Se eu quiser um relacionamento, fizer uma horária e Saturno reger a casa 7, então a pessoa fica numa situação de querer se relacionar mas tem ao mesmo tempo medo de sofrer, de se sujeitar, da vida ficar restrita… Conheço vários casos assim e eu sou um deles…
Entenda por propósito como ‘a expressão mais construtiva da casa para que seus temas funcionem bem ou sejam algo bem resolvido’. Muitas vezes não temos noção dos propósitos, sendo esse conhecimento praticamente ausente dos livros de astrologia medieval. Nesse caso, os indianos ajudam – e muito! – nesse entendimento. Por exemplo, o propósito principal da casa 7 é satisfazer os desejos através de relacionamentos. É uma casa ‘kama’, que em Sânscrito significa ‘desejo’.
Quanto às casas ‘maléficas’ (casas 6, 8 e 12), não há conselho melhor do que esse:
O propósito de uma casa que rege assuntos difíceis ou sombrios é fazer com que a pessoa passe por eles sem muito sofrimento e que os resolva bem.

A casa 12 é um exemplo dos mais clássicos. Ela rege para os indianos inimigos secretos também, mas principalmente dívidas e sacrifícios. Todos nós temos que renunciar alguma coisa em nossas vidas mais cedo ou mais tarde, mas muitas vezes não experimentamos essa renúncia voluntariamente: vem sob a forma de perda, débito.
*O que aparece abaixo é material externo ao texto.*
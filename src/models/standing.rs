use chrono::{DateTime, Utc};
use serde::{Deserialize, Serialize};
use sqlx::FromRow;
use uuid::Uuid;

/// Derived cache row, one per team per tournament. The standings table is
/// never the source of truth; it is rebuilt from matches + events.
#[derive(Debug, Clone, FromRow, Serialize, Deserialize)]
pub struct Standing {
    pub id: Uuid,
    pub tournament_id: Uuid,
    pub team_id: Uuid,
    pub played: i32,
    pub wins: i32,
    pub draws: i32,
    pub losses: i32,
    pub goals_for: i32,
    pub goals_against: i32,
    pub goal_difference: i32,
    pub points: i32,
    pub recent_form: String,
    pub position: i32,
    pub last_updated: DateTime<Utc>,
}

#[derive(Debug, Serialize, Deserialize)]
pub struct StandingWithTeam {
    #[serde(flatten)]
    pub standing: Standing,
    pub team_name: String,
}

/// Points awarded per result, configured on the tournament.
#[derive(Debug, Clone, Copy, PartialEq, Eq, Serialize, Deserialize)]
pub struct PointsSystem {
    pub win: i32,
    pub draw: i32,
    pub loss: i32,
}

impl Default for PointsSystem {
    fn default() -> Self {
        Self { win: 3, draw: 1, loss: 0 }
    }
}

/// Leaderboard entry derived by folding the event ledger.
#[derive(Debug, Clone, Serialize, Deserialize, PartialEq, Eq)]
pub struct PlayerStat {
    pub player_id: Uuid,
    pub player_name: String,
    pub team_name: String,
    pub goals: i64,
    pub assists: i64,
}

#[derive(Debug, Serialize, Deserialize)]
pub struct LeaderboardQuery {
    pub limit: Option<i64>,
}
// tests/lineup_validation_test.rs
use pitchside_backend::errors::ServiceError;
use pitchside_backend::lineup::validation::{
    formation_slot_count, LineupPolicy, LineupValidator,
};
use pitchside_backend::models::lineup::LineupPlayerEntry;
use uuid::Uuid;

fn squad_entry(jersey: i32, starter: bool) -> LineupPlayerEntry {
    LineupPlayerEntry {
        player_id: Uuid::new_v4(),
        position: "CM".to_string(),
        jersey_number: jersey,
        is_starter: starter,
    }
}

fn starters(count: i32) -> Vec<LineupPlayerEntry> {
    (1..=count).map(|n| squad_entry(n, true)).collect()
}

#[test]
fn formation_structures_parse_to_eleven() {
    for structure in ["4-4-2", "4-3-3", "3-5-2", "4-2-3-1", "5-4-1"] {
        assert_eq!(formation_slot_count(structure).unwrap(), 11, "{structure}");
    }
}

#[test]
fn malformed_structures_are_rejected() {
    for structure in ["", "-", "4-4-two", "0-5-5", "11", "6-6-6"] {
        assert!(formation_slot_count(structure).is_err(), "{structure}");
    }
}

#[test]
fn exact_policy_rejects_short_lineups() {
    let validator = LineupValidator::new(LineupPolicy::Exact);
    assert!(validator.validate_submission("4-4-2", &starters(11)).is_ok());
    assert!(matches!(
        validator.validate_submission("4-4-2", &starters(10)),
        Err(ServiceError::Validation(_))
    ));
    assert!(validator.validate_submission("4-4-2", &starters(12)).is_err());
}

#[test]
fn allow_partial_policy_accepts_subsets() {
    let validator = LineupValidator::new(LineupPolicy::AllowPartial);
    assert!(validator.validate_submission("4-4-2", &starters(11)).is_ok());
    assert!(validator.validate_submission("4-4-2", &starters(7)).is_ok());
    // Overfilling is still rejected
    assert!(validator.validate_submission("4-4-2", &starters(12)).is_err());
}

#[test]
fn bench_players_are_allowed_on_top_of_the_eleven() {
    let validator = LineupValidator::new(LineupPolicy::Exact);
    let mut players = starters(11);
    players.push(squad_entry(12, false));
    players.push(squad_entry(13, false));
    assert!(validator.validate_submission("4-4-2", &players).is_ok());
}

#[test]
fn duplicate_player_ids_are_rejected() {
    let validator = LineupValidator::new(LineupPolicy::Exact);
    let mut players = starters(11);
    players[10].player_id = players[0].player_id;
    assert!(matches!(
        validator.validate_submission("4-4-2", &players),
        Err(ServiceError::Validation(_))
    ));
}

#[test]
fn jersey_numbers_outside_1_to_99_are_rejected() {
    for policy in [LineupPolicy::Exact, LineupPolicy::AllowPartial] {
        let validator = LineupValidator::new(policy);
        for bad in [0, -1, 100] {
            let mut players = starters(11);
            players[5].jersey_number = bad;
            assert!(
                validator.validate_submission("4-4-2", &players).is_err(),
                "jersey {bad}"
            );
        }
    }
}

#[test]
fn empty_submission_is_rejected() {
    let validator = LineupValidator::new(LineupPolicy::AllowPartial);
    assert!(validator.validate_submission("4-4-2", &[]).is_err());
}
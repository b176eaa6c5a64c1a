use jsonwebtoken::DecodingKey;
use secrecy::{ExposeSecret, SecretString};
use serde::Deserialize;

/// Verification settings for the bearer tokens issued by the external
/// account service.
#[derive(Debug, Deserialize)]
pub struct JwtSettings {
    pub secret: SecretString,
    pub expiration_hours: i64,
}

impl JwtSettings {
    pub fn new(secret: String, expiration_hours: i64) -> Self {
        Self {
            secret: SecretString::new(secret.into_boxed_str()),
            expiration_hours,
        }
    }

    /// Key used to verify incoming tokens.
    pub fn decoding_key(&self) -> DecodingKey {
        DecodingKey::from_secret(self.secret.expose_secret().as_bytes())
    }
}
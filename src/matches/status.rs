use serde::{Deserialize, Serialize};
use std::fmt;

/// Lifecycle status of a match. Transitions only move along the edges
/// returned by `successors`; everything else is an invalid transition.
#[derive(Debug, Clone, Copy, PartialEq, Eq, Serialize, Deserialize, sqlx::Type)]
#[sqlx(type_name = "varchar", rename_all = "snake_case")]
#[serde(rename_all = "snake_case")]
pub enum MatchStatus {
    Scheduled,
    FirstHalf,
    HalfTime,
    SecondHalf,
    ExtraTime,
    Penalties,
    FullTime,
    Cancelled,
}

impl MatchStatus {
    pub fn as_str(&self) -> &'static str {
        match self {
            MatchStatus::Scheduled => "scheduled",
            MatchStatus::FirstHalf => "first_half",
            MatchStatus::HalfTime => "half_time",
            MatchStatus::SecondHalf => "second_half",
            MatchStatus::ExtraTime => "extra_time",
            MatchStatus::Penalties => "penalties",
            MatchStatus::FullTime => "full_time",
            MatchStatus::Cancelled => "cancelled",
        }
    }

    /// Direct successors in the lifecycle graph. A match can be cancelled
    /// from any state that has not yet reached a completed phase.
    pub fn successors(&self) -> &'static [MatchStatus] {
        match self {
            MatchStatus::Scheduled => &[MatchStatus::FirstHalf, MatchStatus::Cancelled],
            MatchStatus::FirstHalf => &[MatchStatus::HalfTime, MatchStatus::Cancelled],
            MatchStatus::HalfTime => &[MatchStatus::SecondHalf, MatchStatus::Cancelled],
            MatchStatus::SecondHalf => &[MatchStatus::FullTime, MatchStatus::ExtraTime, MatchStatus::Cancelled],
            MatchStatus::ExtraTime => &[MatchStatus::Penalties, MatchStatus::FullTime],
            MatchStatus::Penalties => &[MatchStatus::FullTime],
            MatchStatus::FullTime => &[],
            MatchStatus::Cancelled => &[],
        }
    }

    pub fn can_advance_to(&self, target: MatchStatus) -> bool {
        self.successors().contains(&target)
    }

    /// Statuses in which regular play events may be appended.
    pub fn is_live(&self) -> bool {
        matches!(
            self,
            MatchStatus::FirstHalf | MatchStatus::SecondHalf | MatchStatus::ExtraTime
        )
    }

    /// The penalty shootout accepts only penalty_goal / penalty_miss
    /// events, which move the shootout tallies rather than the score.
    pub fn allows_shootout_events(&self) -> bool {
        matches!(self, MatchStatus::Penalties)
    }

    /// Statuses the standings aggregator counts as a finished game.
    pub fn is_completed(&self) -> bool {
        matches!(
            self,
            MatchStatus::FullTime | MatchStatus::ExtraTime | MatchStatus::Penalties
        )
    }

    pub fn is_terminal(&self) -> bool {
        self.successors().is_empty()
    }
}

impl fmt::Display for MatchStatus {
    fn fmt(&self, f: &mut fmt::Formatter<'_>) -> fmt::Result {
        write!(f, "{}", self.as_str())
    }
}

impl From<String> for MatchStatus {
    fn from(s: String) -> Self {
        match s.as_str() {
            "first_half" => MatchStatus::FirstHalf,
            "half_time" => MatchStatus::HalfTime,
            "second_half" => MatchStatus::SecondHalf,
            "extra_time" => MatchStatus::ExtraTime,
            "penalties" => MatchStatus::Penalties,
            "full_time" => MatchStatus::FullTime,
            "cancelled" => MatchStatus::Cancelled,
            _ => MatchStatus::Scheduled,
        }
    }
}
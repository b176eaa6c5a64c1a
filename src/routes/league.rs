// src/routes/league.rs
use actix_web::{get, post, web, HttpResponse, Result};
use sqlx::PgPool;
use uuid::Uuid;

use crate::handlers::league::standings_handler;
use crate::handlers::matches::match_handler;
use crate::middleware::auth::Claims;
use crate::models::standing::LeaderboardQuery;

/// List a tournament's matches
#[get("/{tournament_id}/matches")]
async fn get_tournament_matches(
    path: web::Path<Uuid>,
    pool: web::Data<PgPool>,
) -> Result<HttpResponse> {
    let tournament_id = path.into_inner();
    match_handler::list_tournament_matches(tournament_id, pool).await
}

/// Get tournament standings
#[get("/{tournament_id}/standings")]
async fn get_tournament_standings(
    path: web::Path<Uuid>,
    pool: web::Data<PgPool>,
) -> Result<HttpResponse> {
    let tournament_id = path.into_inner();
    standings_handler::get_tournament_standings(tournament_id, pool).await
}

/// Rebuild the standings cache from match history
#[post("/{tournament_id}/standings/rebuild")]
async fn rebuild_tournament_standings(
    path: web::Path<Uuid>,
    pool: web::Data<PgPool>,
    claims: web::ReqData<Claims>,
) -> Result<HttpResponse> {
    let tournament_id = path.into_inner();
    standings_handler::rebuild_tournament_standings(tournament_id, pool, claims).await
}

/// Top scorers leaderboard
#[get("/{tournament_id}/top-scorers")]
async fn get_top_scorers(
    path: web::Path<Uuid>,
    query: web::Query<LeaderboardQuery>,
    pool: web::Data<PgPool>,
) -> Result<HttpResponse> {
    let tournament_id = path.into_inner();
    standings_handler::get_top_scorers(tournament_id, query, pool).await
}

/// Top assists leaderboard
#[get("/{tournament_id}/top-assists")]
async fn get_top_assists(
    path: web::Path<Uuid>,
    query: web::Query<LeaderboardQuery>,
    pool: web::Data<PgPool>,
) -> Result<HttpResponse> {
    let tournament_id = path.into_inner();
    standings_handler::get_top_assists(tournament_id, query, pool).await
}
use actix_web::dev::Server;
use actix_web::{http, web, App, HttpServer};
use actix_cors::Cors;
use sqlx::PgPool;
use std::net::TcpListener;
use tracing_actix_web::TracingLogger;

pub mod config;
pub mod errors;
mod handlers;
pub mod league;
pub mod lineup;
pub mod matches;
mod middleware;
pub mod models;
mod routes;
pub mod telemetry;

use crate::config::jwt::JwtSettings;
use crate::lineup::validation::LineupPolicy;
use crate::routes::init_routes;

pub fn run(
    listener: TcpListener,
    db_pool: PgPool,
    jwt_settings: JwtSettings,
    lineup_policy: LineupPolicy,
) -> Result<Server, std::io::Error> {
    // Wrap using web::Data, which boils down to an Arc smart pointer
    let db_pool_data = web::Data::new(db_pool);
    let jwt_settings = web::Data::new(jwt_settings);
    let lineup_policy = web::Data::new(lineup_policy);

    let server = HttpServer::new(move || {
        let cors = Cors::default()
            .allowed_origin("http://localhost:3000")
            .allowed_origin("http://localhost:3001")
            .allowed_methods(vec!["GET", "POST", "PUT", "DELETE", "PATCH"])
            .allowed_headers(vec![
                http::header::AUTHORIZATION,
                http::header::ACCEPT,
                http::header::CONTENT_TYPE,
            ])
            .supports_credentials()
            .max_age(3600);

        App::new()
            .wrap(TracingLogger::default())
            .wrap(cors)
            .app_data(db_pool_data.clone())
            .app_data(jwt_settings.clone())
            .app_data(lineup_policy.clone())
            .configure(init_routes)
    })
    .listen(listener)?
    .run();

    Ok(server)
}
use sqlx::PgPool;
use uuid::Uuid;

use crate::errors::ServiceError;
use crate::models::commentary::{AddCommentaryRequest, CommentaryEntry};

/// Free-text commentary attached to a match minute. Display only; no
/// bearing on scores or standings.
#[derive(Debug)]
pub struct CommentaryService {
    pool: PgPool,
}

impl CommentaryService {
    pub fn new(pool: PgPool) -> Self {
        Self { pool }
    }

    pub async fn add_commentary(
        &self,
        match_id: Uuid,
        request: &AddCommentaryRequest,
        created_by: Uuid,
    ) -> Result<CommentaryEntry, ServiceError> {
        sqlx::query_as::<_, (Uuid,)>("SELECT id FROM matches WHERE id = $1")
            .bind(match_id)
            .fetch_optional(&self.pool)
            .await?
            .ok_or_else(|| ServiceError::not_found("match"))?;

        let entry = sqlx::query_as::<_, CommentaryEntry>(
            r#"
            INSERT INTO match_commentary (id, match_id, minute, comment, created_by)
            VALUES ($1, $2, $3, $4, $5)
            RETURNING *
            "#,
        )
        .bind(Uuid::new_v4())
        .bind(match_id)
        .bind(request.minute)
        .bind(&request.comment)
        .bind(created_by)
        .fetch_one(&self.pool)
        .await?;

        Ok(entry)
    }

    pub async fn get_feed(&self, match_id: Uuid) -> Result<Vec<CommentaryEntry>, ServiceError> {
        sqlx::query_as::<_, (Uuid,)>("SELECT id FROM matches WHERE id = $1")
            .bind(match_id)
            .fetch_optional(&self.pool)
            .await?
            .ok_or_else(|| ServiceError::not_found("match"))?;

        let feed = sqlx::query_as::<_, CommentaryEntry>(
            r#"
            SELECT * FROM match_commentary
            WHERE match_id = $1
            ORDER BY minute ASC, created_at ASC
            "#,
        )
        .bind(match_id)
        .fetch_all(&self.pool)
        .await?;

        Ok(feed)
    }
}
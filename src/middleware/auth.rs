// src/middleware/auth.rs
use std::future::{ready, Ready};

use actix_web::{
    dev::{forward_ready, Service, ServiceRequest, ServiceResponse, Transform},
    error::ErrorUnauthorized,
    http::header,
    web, Error, HttpMessage,
};
use futures_util::future::LocalBoxFuture;
use jsonwebtoken::{decode, Algorithm, Validation};
use serde::{Deserialize, Serialize};
use uuid::Uuid;

use crate::config::jwt::JwtSettings;
use crate::models::user::UserRole;

#[derive(Debug, Serialize, Deserialize, Clone)]
pub struct Claims {
    pub sub: String, // Subject (user id)
    pub username: String,
    pub role: UserRole,
    pub exp: usize, // Expiration time (as UTC timestamp)
}

impl Claims {
    /// Parse the user ID from the claims subject field.
    /// Returns None if the UUID is invalid.
    pub fn user_id(&self) -> Option<Uuid> {
        Uuid::parse_str(&self.sub).ok()
    }
}

/// Extract and validate the bearer token on a request, returning the
/// decoded claims.
pub fn validate_jwt_from_request(req: &ServiceRequest) -> Result<Claims, Error> {
    let jwt_settings = req
        .app_data::<web::Data<JwtSettings>>()
        .ok_or_else(|| ErrorUnauthorized("JWT settings not found"))?;

    let auth_header = req
        .headers()
        .get(header::AUTHORIZATION)
        .ok_or_else(|| ErrorUnauthorized("No authorization header"))?
        .to_str()
        .map_err(|_| ErrorUnauthorized("Invalid authorization header"))?;

    let token = auth_header
        .strip_prefix("Bearer ")
        .ok_or_else(|| ErrorUnauthorized("Invalid authorization header format"))?;

    let token_data = decode::<Claims>(
        token,
        &jwt_settings.decoding_key(),
        &Validation::new(Algorithm::HS256),
    )
    .map_err(|e| {
        tracing::error!("Failed to decode token: {:?}", e);
        ErrorUnauthorized("Invalid token")
    })?;

    Ok(token_data.claims)
}

pub struct AuthMiddleware;

impl<S, B> Transform<S, ServiceRequest> for AuthMiddleware
where
    S: Service<ServiceRequest, Response = ServiceResponse<B>, Error = Error>,
    S::Future: 'static,
    B: 'static,
{
    type Response = ServiceResponse<B>;
    type Error = Error;
    type Transform = AuthMiddlewareService<S>;
    type InitError = ();
    type Future = Ready<Result<Self::Transform, Self::InitError>>;

    fn new_transform(&self, service: S) -> Self::Future {
        ready(Ok(AuthMiddlewareService { service }))
    }
}

pub struct AuthMiddlewareService<S> {
    service: S,
}

impl<S, B> Service<ServiceRequest> for AuthMiddlewareService<S>
where
    S: Service<ServiceRequest, Response = ServiceResponse<B>, Error = Error>,
    S::Future: 'static,
    B: 'static,
{
    type Response = ServiceResponse<B>;
    type Error = Error;
    type Future = LocalBoxFuture<'static, Result<Self::Response, Self::Error>>;

    forward_ready!(service);

    fn call(&self, req: ServiceRequest) -> Self::Future {
        let claims = match validate_jwt_from_request(&req) {
            Ok(claims) => claims,
            Err(e) => return Box::pin(async move { Err(e) }),
        };

        // Handlers read the claims back out of the request extensions.
        req.extensions_mut().insert(claims);

        let fut = self.service.call(req);

        Box::pin(async move {
            let res = fut.await?;
            Ok(res)
        })
    }
}
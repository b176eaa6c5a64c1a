use actix_web::{web, HttpResponse, Result};
use serde_json::json;
use sqlx::PgPool;
use uuid::Uuid;

use crate::handlers::error_response;
use crate::league::standings::StandingsService;
use crate::middleware::auth::Claims;
use crate::models::standing::LeaderboardQuery;

/// Get the tournament table in display order
#[tracing::instrument(
    name = "Get standings",
    skip(pool),
    fields(tournament_id = %tournament_id)
)]
pub async fn get_tournament_standings(
    tournament_id: Uuid,
    pool: web::Data<PgPool>,
) -> Result<HttpResponse> {
    let standings_service = StandingsService::new(pool.get_ref().clone());

    match standings_service.get_standings(tournament_id).await {
        Ok(standings) => Ok(HttpResponse::Ok().json(json!({
            "success": true,
            "data": standings,
            "total_count": standings.len()
        }))),
        Err(e) => Ok(error_response(&e)),
    }
}

/// Rebuild the standings cache from match history
#[tracing::instrument(
    name = "Rebuild standings",
    skip(pool, claims),
    fields(tournament_id = %tournament_id, requested_by = %claims.username)
)]
pub async fn rebuild_tournament_standings(
    tournament_id: Uuid,
    pool: web::Data<PgPool>,
    claims: web::ReqData<Claims>,
) -> Result<HttpResponse> {
    let standings_service = StandingsService::new(pool.get_ref().clone());

    match standings_service
        .recompute_for_tournament(tournament_id)
        .await
    {
        Ok(()) => {
            tracing::info!("Standings rebuilt for tournament {}", tournament_id);
            Ok(HttpResponse::Ok().json(json!({
                "success": true,
                "message": "Standings rebuilt"
            })))
        }
        Err(e) => Ok(error_response(&e)),
    }
}

/// Top scorers leaderboard
#[tracing::instrument(
    name = "Get top scorers",
    skip(query, pool),
    fields(tournament_id = %tournament_id, limit = ?query.limit)
)]
pub async fn get_top_scorers(
    tournament_id: Uuid,
    query: web::Query<LeaderboardQuery>,
    pool: web::Data<PgPool>,
) -> Result<HttpResponse> {
    let standings_service = StandingsService::new(pool.get_ref().clone());

    match standings_service
        .get_top_scorers(tournament_id, query.limit)
        .await
    {
        Ok(scorers) => Ok(HttpResponse::Ok().json(json!({
            "success": true,
            "data": scorers
        }))),
        Err(e) => Ok(error_response(&e)),
    }
}

/// Top assists leaderboard
#[tracing::instrument(
    name = "Get top assists",
    skip(query, pool),
    fields(tournament_id = %tournament_id, limit = ?query.limit)
)]
pub async fn get_top_assists(
    tournament_id: Uuid,
    query: web::Query<LeaderboardQuery>,
    pool: web::Data<PgPool>,
) -> Result<HttpResponse> {
    let standings_service = StandingsService::new(pool.get_ref().clone());

    match standings_service
        .get_top_assists(tournament_id, query.limit)
        .await
    {
        Ok(assists) => Ok(HttpResponse::Ok().json(json!({
            "success": true,
            "data": assists
        }))),
        Err(e) => Ok(error_response(&e)),
    }
}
Se a pessoa tem maléficos regendo essas casas, as perdas são cercadas de muito temor. Isso é o normal para se esperar de humanos, mas e as pessoas que tem uma capacidade fantástica de superação? E aquelas que enfrentam esses momentos com serenidade? Os benéficos regendo essas casas indicam serenidade e confiança na hora do temor e a pessoa experimenta alívio e paz.
Pegue o seu mapa e olhe quais planetas regem quais casas e faça o exercício do que ensinei aqui. Aprenda as significações essenciais dos planetas antes para fazer esse exercício. O site do astrólogo Paulo Silva tem várias listas com as manifestações dos planetas e que podem lhe ajudar nesse sentido. O site do Cielo e Terra está em italiano, mas o Google Translator lhe auxiliará, é um site muito bom também para esse intento.